Sunday, June 22, 2008

Prison Psychosis

My contribution to my brother's discussion group. It's from Idries Shah's Caravan of Dreams. Just don't use the m-word.

Prison

Visualize a man who has to rescue people from a certain prison. It has been decided that there is only one promising way of carrying this out.

The rescuer has to get into the prison area without attracting attention. He must remain there relatively free to operate, for a certain period of time. The solution arrived at is that he shall enter it as a convict.

He accordingly arranges for himself to be apprehended and sentenced. Like others who have fallen foul of this particular machine in this manner, he is consigned to the prison which is his goal.

When he arrives he knows that he has been divested of any possible device which could help in an escape. All he has is his plan, his wits, his skills and his knowledge. For the rest, he has to make do with improvised equipment, acquired in the prison itself.

The major problem is that the inmates are suffering from a prison psychosis. This makes them think that their prison is the whole world. It is also characterized by selective amnesia of their past. Consequently they have hardly any memory of the existence, outline and detail of the world outside.

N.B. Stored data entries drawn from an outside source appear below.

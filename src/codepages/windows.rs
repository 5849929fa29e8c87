//! Windows code page 1252 (Western European).
//!
//! Latin-1 with the C1 control range 0x80-0x9F replaced by typographic
//! punctuation and a few letters. Bytes 0x81, 0x8D, 0x8F, 0x90 and 0x9D are
//! unassigned and fail to decode.

use super::Override;

/// Windows-1252 encoding.
#[derive(Debug, Clone, Copy, PartialEq, Eq, Hash, Default)]
pub struct Cp1252;

const OVERRIDES: &[Override] = &[
    (0x80, Some('\u{20AC}')),
    (0x81, None),
    (0x82, Some('\u{201A}')),
    (0x83, Some('\u{0192}')),
    (0x84, Some('\u{201E}')),
    (0x85, Some('\u{2026}')),
    (0x86, Some('\u{2020}')),
    (0x87, Some('\u{2021}')),
    (0x88, Some('\u{02C6}')),
    (0x89, Some('\u{2030}')),
    (0x8A, Some('\u{0160}')),
    (0x8B, Some('\u{2039}')),
    (0x8C, Some('\u{0152}')),
    (0x8D, None),
    (0x8E, Some('\u{017D}')),
    (0x8F, None),
    (0x90, None),
    (0x91, Some('\u{2018}')),
    (0x92, Some('\u{2019}')),
    (0x93, Some('\u{201C}')),
    (0x94, Some('\u{201D}')),
    (0x95, Some('\u{2022}')),
    (0x96, Some('\u{2013}')),
    (0x97, Some('\u{2014}')),
    (0x98, Some('\u{02DC}')),
    (0x99, Some('\u{2122}')),
    (0x9A, Some('\u{0161}')),
    (0x9B, Some('\u{203A}')),
    (0x9C, Some('\u{0153}')),
    (0x9D, None),
    (0x9E, Some('\u{017E}')),
    (0x9F, Some('\u{0178}')),
];

latin1_codepage!(Cp1252, "windows-1252", OVERRIDES);

#[cfg(test)]
mod tests {
    use super::*;
    use crate::encoding::Encoding;

    #[test]
    fn c1_range_is_punctuation() {
        assert_eq!(Cp1252::decode_char_at(&[0x80], 0), Some(('€', 1)));
        assert_eq!(Cp1252::decode_char_at(&[0x93], 0), Some(('\u{201C}', 1)));
        assert_eq!(Cp1252::decode_char_at(&[0x99], 0), Some(('™', 1)));
    }

    #[test]
    fn unassigned_bytes_do_not_decode() {
        for b in [0x81, 0x8D, 0x8F, 0x90, 0x9D] {
            assert_eq!(Cp1252::decode_char_at(&[b], 0), None, "byte {b:02X}");
        }
    }

    #[test]
    fn c1_controls_are_unrepresentable() {
        let mut buf = [0u8; 1];
        assert_eq!(Cp1252::try_encode_char('\u{81}', &mut buf), None);
        assert_eq!(Cp1252::try_encode_char('\u{80}', &mut buf), None);
        assert_eq!(Cp1252::try_encode_char('é', &mut buf), Some(1));
        assert_eq!(buf, [0xE9]);
        assert!(!Cp1252::can_encode('中'));
    }
}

The history of our man’s fellow-prisoners is prison history, their lives are prison lives. They think and act accordingly.

Instead of hoarding bread, for instance, as escape provisions, they mould it into dominoes with which they play games. Some of these games they know to be diversions, others they consider to be real. Rats, which they could train as a means of communication with the outside, they treat instead as pets. The alcohol in the cleaning-fluid available to them they drink to produce hallucinations, which delight them. They would think it sadly wasted, a crime even, if anyone were to use it to drug the guards insensible, making escape possible.

The problem is aggravated because our malefactors have forgotten the various meanings of some of the ordinary words which we have been using. If you ask tem for definitions of such words as “provisions,” “journey,” “escape,” even “pets,” this is the kind of list which you would elicit from them:
Provisions: prison food.
Journey: walking from one cell-block to another.
Escape: avoiding punishment by warders
Pets: rats.

“The outside world” would sound to their ears like a bizarre contradiction in terms;
“As this is the world, this place where we live,” they would say, “how can there be another one outside?”

The man who is working on the rescue plan can operate at first only by analogy.

There are few prisoners who will even accept his analogies, for they seem like mad babblings.

The babblings, when he says, “We need provisions for our journey of escape to the outside world,” of course sound to them like the following admitted nonsense:

“We need provisions – food for use in prison – for our journey – for walking from one cell-block to another – of escape – to avoid punishment by warders – to the outside world – to the prison outside...”

Some of the more serious-minded prisoners may say that they want to understand what he means. But they do not understand outside-world language any more...

When this man dies, some of them make of his words and acts a prison-cult. They use it to comfort themselves, and to find arguments against the next liberator who manages to come among them.

A minority, however, do from time to time escape.


I've always been fascinated by psychology, and this story reminded me of a few things. One was the excellent memoir No Picnic on Mount Kenya, written by an Italian who was imprisoned in British East Africa during WWII. He found the prison psychosis affecting his fellow prisoners so unbearable he decided to escape and climb Mount Kenya with equipment made from articles found in the POW camp! Just as unbelievable is the fact that the map they used (at left) was the label from their prison rations.

I was also reminded of the Stanford Prison Experiment, in which 12 college students volunteered to be imprisoned in the basement of the university's psychology building to study the psychology of imprisonment. The simulation became so real for the volunteer prisoners and guards that the experiment was abruptly terminated. Many prisoners had completely assumed their prison identities, had forgotten they were students and that they had volunteered for the experiment, that they had the option of ending their involvement at any time.

I suggested we leave, but he refused. Through his tears, he said he could not leave because the others had labeled him a bad prisoner. Even though he was feeling sick, he wanted to go back and prove he was not a bad prisoner.

At that point I said, "Listen, you are not #819. You are [his name], and my name is Dr. Zimbardo. I am a psychologist, not a prison superintendent, and this is not a real prison. This is just an experiment, and those are students, not prisoners, just like you. Let's go."

He stopped crying suddenly, looked up at me like a small child awakened from a nightmare, and replied, "Okay, let's go."

This transformation on the part of the prisoners, guards, and Dr. Zimbardo, the "superintendent," had taken only 6 days. Could we "non-prisoners" possibly be suffering from a similar psychosis or hemianopia?